Yasmine’s parents abrogated all responsibility for her. The review described their parenting as “hostile, physically abusive and blaming”.
Both had alcohol problems and a history of domestic violence. They showed no insight into how their behaviour could affect their daughter.
At a meeting with social services, her mother said: “Yasmine has hurt me so much, it will be hard to forgive her.” At the time, Yasmine was 12.
It is perhaps not surprising that both girls sought comfort in aggression, roaming the streets and drinking.
- Both Olivia’s parents refused to take part in her Serious Case Review.
- Ms Wrightson’s mother refused to engage in the Safeguarding Adult Review.
Report writers said the older girl, referred to as Olivia, had a chaotic home life and was placed into care after her mother claimed she was “going to parties, possibly having sexual intercourse and hitting” younger siblings.
The younger girl also confessed to a care worker that she had spent a weekend drinking and smoking cannabis with friends, and had spent a night with a boy, but denied any sexual activity.
‘Inability to care’
Two months before the murder, the older girl was arrested for assaulting three members of staff and causing damage to the premises.
The reports into both teenagers found their parents were quick to criticise their daughters’ behaviour, but unwilling to accept help to improve their parenting.
About the younger girl’s parents, the report stated: “They blamed Yasmine for their inability to be warm and caring to her.”

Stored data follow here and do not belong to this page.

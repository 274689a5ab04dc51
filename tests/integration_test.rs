use std::fs;
use std::io::{BufRead, BufReader, Write};
use std::path::Path;
use std::process::{Command, Stdio};

use serde_json::Value;
use tempfile::TempDir;

fn stickies_cmd(dir: &Path) -> Command {
    let mut cmd = Command::new(env!("CARGO_BIN_EXE_stickies"));
    cmd.env("STICKIES_DIR", dir.join("notes"))
        .env("STICKIES_FALLBACK_DIR", dir.join("fallback"))
        .env_remove("RUST_LOG");
    cmd
}

fn list_json(dir: &Path) -> Vec<Value> {
    let output = stickies_cmd(dir).args(["list", "--json"]).output().unwrap();
    assert!(output.status.success());
    serde_json::from_slice::<Vec<Value>>(&output.stdout).unwrap()
}

#[test]
fn test_list_without_notes() {
    let tmp = TempDir::new().unwrap();

    let output = stickies_cmd(tmp.path()).args(["list"]).output().unwrap();

    assert!(output.status.success());
    let stdout = String::from_utf8_lossy(&output.stdout);
    assert!(stdout.contains("No notes."));
    // Listing alone never creates the notes file.
    assert!(!tmp.path().join("notes/notes.json").exists());
}

#[test]
fn test_add_then_list() {
    let tmp = TempDir::new().unwrap();

    let output = stickies_cmd(tmp.path())
        .args(["add", "buy milk", "--bg=#AABBCC", "--opacity=0.05", "--width=40"])
        .output()
        .unwrap();
    assert!(output.status.success());
    let stdout = String::from_utf8_lossy(&output.stdout);
    assert!(stdout.contains("Added"));
    assert!(stdout.contains("buy milk"));

    let output = stickies_cmd(tmp.path())
        .args(["add", "call mom", "--x=-40", "--y=12"])
        .output()
        .unwrap();
    assert!(output.status.success());

    let notes = list_json(tmp.path());
    assert_eq!(notes.len(), 2);
    assert_eq!(notes[0]["text"], "buy milk");
    assert_eq!(notes[0]["bg"], "#aabbcc");
    assert_eq!(notes[0]["opacity"], 0.1);
    assert_eq!(notes[0]["w"], 128);
    assert_eq!(notes[1]["text"], "call mom");
    assert_eq!(notes[1]["x"], -40);
    assert_eq!(notes[1]["y"], 12);

    assert!(tmp.path().join("notes/notes.json.bak").exists());
    assert!(!tmp.path().join("notes/notes.json.tmp").exists());
}

#[test]
fn test_add_from_stdin() {
    let tmp = TempDir::new().unwrap();

    let mut child = stickies_cmd(tmp.path())
        .args(["add", "--stdin"])
        .stdin(Stdio::piped())
        .stdout(Stdio::null())
        .spawn()
        .unwrap();
    child
        .stdin
        .take()
        .unwrap()
        .write_all(b"line one\nline two")
        .unwrap();
    assert!(child.wait().unwrap().success());

    let notes = list_json(tmp.path());
    assert_eq!(notes[0]["text"], "line one\nline two");
}

#[test]
fn test_add_rejects_invalid_color() {
    let tmp = TempDir::new().unwrap();

    let output = stickies_cmd(tmp.path())
        .args(["add", "x", "--bg=yellowish"])
        .output()
        .unwrap();

    assert!(!output.status.success());
    assert!(!tmp.path().join("notes/notes.json").exists());
}

#[test]
fn test_corrupt_notes_restored_from_backup() {
    let tmp = TempDir::new().unwrap();
    let output = stickies_cmd(tmp.path())
        .args(["add", "precious"])
        .output()
        .unwrap();
    assert!(output.status.success());

    fs::write(tmp.path().join("notes/notes.json"), "{\"notes\": [").unwrap();

    let output = stickies_cmd(tmp.path())
        .args(["list", "--json"])
        .output()
        .unwrap();
    assert!(output.status.success());
    let notes: Vec<Value> = serde_json::from_slice(&output.stdout).unwrap();
    assert_eq!(notes.len(), 1);
    assert_eq!(notes[0]["text"], "precious");

    let stderr = String::from_utf8_lossy(&output.stderr);
    assert!(stderr.contains("Load Error"));
    assert!(stderr.contains("Backup Restored"));
}

#[test]
fn test_fallback_directory_used_with_warning() {
    let tmp = TempDir::new().unwrap();
    fs::write(tmp.path().join("notes"), "a file, not a directory").unwrap();

    let output = stickies_cmd(tmp.path())
        .args(["add", "elsewhere"])
        .output()
        .unwrap();

    assert!(output.status.success());
    let stderr = String::from_utf8_lossy(&output.stderr);
    assert!(stderr.contains("Storage Warning"));
    assert!(tmp.path().join("fallback/notes.json").exists());
}

#[test]
fn test_no_writable_directory_is_fatal() {
    let tmp = TempDir::new().unwrap();
    fs::write(tmp.path().join("notes"), "blocked").unwrap();
    fs::write(tmp.path().join("fallback"), "blocked too").unwrap();

    let output = stickies_cmd(tmp.path()).args(["list"]).output().unwrap();

    assert_eq!(output.status.code(), Some(1));
    let stderr = String::from_utf8_lossy(&output.stderr);
    assert!(stderr.contains("Unable to create a writable notes directory"));
}

#[test]
fn test_path_json() {
    let tmp = TempDir::new().unwrap();

    let output = stickies_cmd(tmp.path())
        .args(["path", "--json"])
        .output()
        .unwrap();

    assert!(output.status.success());
    let value: Value = serde_json::from_slice(&output.stdout).unwrap();
    assert_eq!(value["fallback"], false);
    assert!(value["notes"].as_str().unwrap().ends_with("notes.json"));
    assert!(value["backup"].as_str().unwrap().ends_with("notes.json.bak"));
}

fn read_command(lines: &mut impl Iterator<Item = std::io::Result<String>>) -> Value {
    let line = lines.next().expect("stdout closed early").unwrap();
    serde_json::from_str(&line).unwrap()
}

#[test]
fn test_run_quit_flushes_pending_changes() {
    let tmp = TempDir::new().unwrap();
    for text in ["first", "second"] {
        let output = stickies_cmd(tmp.path()).args(["add", text]).output().unwrap();
        assert!(output.status.success());
    }

    let mut child = stickies_cmd(tmp.path())
        .args(["run", "--debounce-ms=60000"])
        .stdin(Stdio::piped())
        .stdout(Stdio::piped())
        .spawn()
        .unwrap();
    let mut stdin = child.stdin.take().unwrap();
    let mut lines = BufReader::new(child.stdout.take().unwrap()).lines();

    let first = read_command(&mut lines);
    let second = read_command(&mut lines);
    assert_eq!(first["command"], "show");
    assert_eq!(first["note"]["text"], "first");
    assert_eq!(second["note"]["text"], "second");

    let events = [
        serde_json::json!({"event": "changed", "id": first["id"], "change": {"text": "edited"}}),
        serde_json::json!({"event": "closed", "id": second["id"]}),
        serde_json::json!({"event": "quit"}),
    ];
    for event in events {
        writeln!(stdin, "{}", event).unwrap();
    }
    stdin.flush().unwrap();

    let exit = read_command(&mut lines);
    assert_eq!(exit["command"], "exit");
    assert!(child.wait().unwrap().success());

    let notes = list_json(tmp.path());
    assert_eq!(notes.len(), 1);
    assert_eq!(notes[0]["text"], "edited");
}

#[test]
fn test_run_closing_last_note_exits() {
    let tmp = TempDir::new().unwrap();

    let mut child = stickies_cmd(tmp.path())
        .args(["run"])
        .stdin(Stdio::piped())
        .stdout(Stdio::piped())
        .spawn()
        .unwrap();
    let mut stdin = child.stdin.take().unwrap();
    let mut lines = BufReader::new(child.stdout.take().unwrap()).lines();

    // Fresh start: exactly one default note.
    let shown = read_command(&mut lines);
    assert_eq!(shown["command"], "show");
    assert_eq!(shown["note"]["w"], 256);
    assert_eq!(shown["note"]["bg"], "#fff79a");

    writeln!(stdin, "this is not json").unwrap();
    writeln!(stdin, "{}", serde_json::json!({"event": "closed", "id": shown["id"]})).unwrap();
    stdin.flush().unwrap();

    let exit = read_command(&mut lines);
    assert_eq!(exit["command"], "exit");
    assert!(child.wait().unwrap().success());

    let saved = fs::read_to_string(tmp.path().join("notes/notes.json")).unwrap();
    let value: Value = serde_json::from_str(&saved).unwrap();
    assert_eq!(value, serde_json::json!({"notes": []}));
}

#[test]
fn test_run_storage_warning_follows_notes() {
    let tmp = TempDir::new().unwrap();
    fs::write(tmp.path().join("notes"), "a file, not a directory").unwrap();

    let mut child = stickies_cmd(tmp.path())
        .args(["run"])
        .stdin(Stdio::piped())
        .stdout(Stdio::piped())
        .spawn()
        .unwrap();
    let mut stdin = child.stdin.take().unwrap();
    let mut lines = BufReader::new(child.stdout.take().unwrap()).lines();

    let shown = read_command(&mut lines);
    assert_eq!(shown["command"], "show");

    let warning = read_command(&mut lines);
    assert_eq!(warning["command"], "notify");
    assert_eq!(warning["severity"], "warning");
    assert_eq!(warning["title"], "Storage Warning");

    writeln!(stdin, "{}", serde_json::json!({"event": "closed", "id": shown["id"]})).unwrap();
    stdin.flush().unwrap();

    let exit = read_command(&mut lines);
    assert_eq!(exit["command"], "exit");
    assert!(child.wait().unwrap().success());
    assert!(tmp.path().join("fallback/notes.json").exists());
}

Of the older girl, it said: “When the reviewer visited Olivia in prison, she expressed her feelings that she had always been held responsible for the family problems, both by her parents and, she felt, by professionals.”
Ms Wrightson, who was known locally as Alco Ange, had also received a high level of intervention from social services.
The report found she had been receiving help for alcohol addiction, but the last time was in 2011.
Between January 2012 and her death, Ms Wrightson made 219 calls to the police with another 253 made by people about her.
There were also reports of her being “bothered” by young people whom she was too afraid to take formal action against due to a previous “serious” altercation with a teenager.
“There was growing evidence in 2014 that (Ms Wrightson) was being targeted by young people and adults,” the report said.
It concluded there was a lack of awareness among various agencies about how she should be treated and best helped.
Because officials did not fully speak to each other, the “fullest picture of [Ms Wrightson’s] experience and risk” was not complete.
Her family has said they want to see her situation treated with the same seriousness as domestic abuse.
The report said: “[The family] say the number of vulnerable adults whose homes are taken over and who suffer regular abuse are unknown, yet there is no law making this type of home invasion illegal.”
The report into Ms Wrightson made five findings calling for better communication between agencies, increased awareness of mental health issues and improved connection between children’s and adult’s services.
The reviews about the girls made six, including the need for improved understanding of the effect of neglect on adolescents and removing a “tendency to sympathise with parents, leaving emotional abuse unidentified and children vulnerable to continued abuse”.
‘Beyond professional control’
Dave Pickard, the chairman of Hartlepool Safeguarding Children Board, said there was “a very difficult balance” between keeping children with their families and putting them into care.
He said: “Both families received a great deal of support and guidance from a consistent, caring and hard-working group of professionals.
“Neither girl had any history of violent offences, although they were, at times, angry, abusive, hostile to those around them.
“There is considerable evidence [they] experienced abuse and neglect which had had an impact on their wellbeing and behaviour.
“Although we have learnt lessons about how we understand adolescent neglect more broadly and the likely trauma it creates, we cannot predict how this will manifest itself on a daily basis or how it might interact negatively with other factors.
“These issues are beyond professional control.”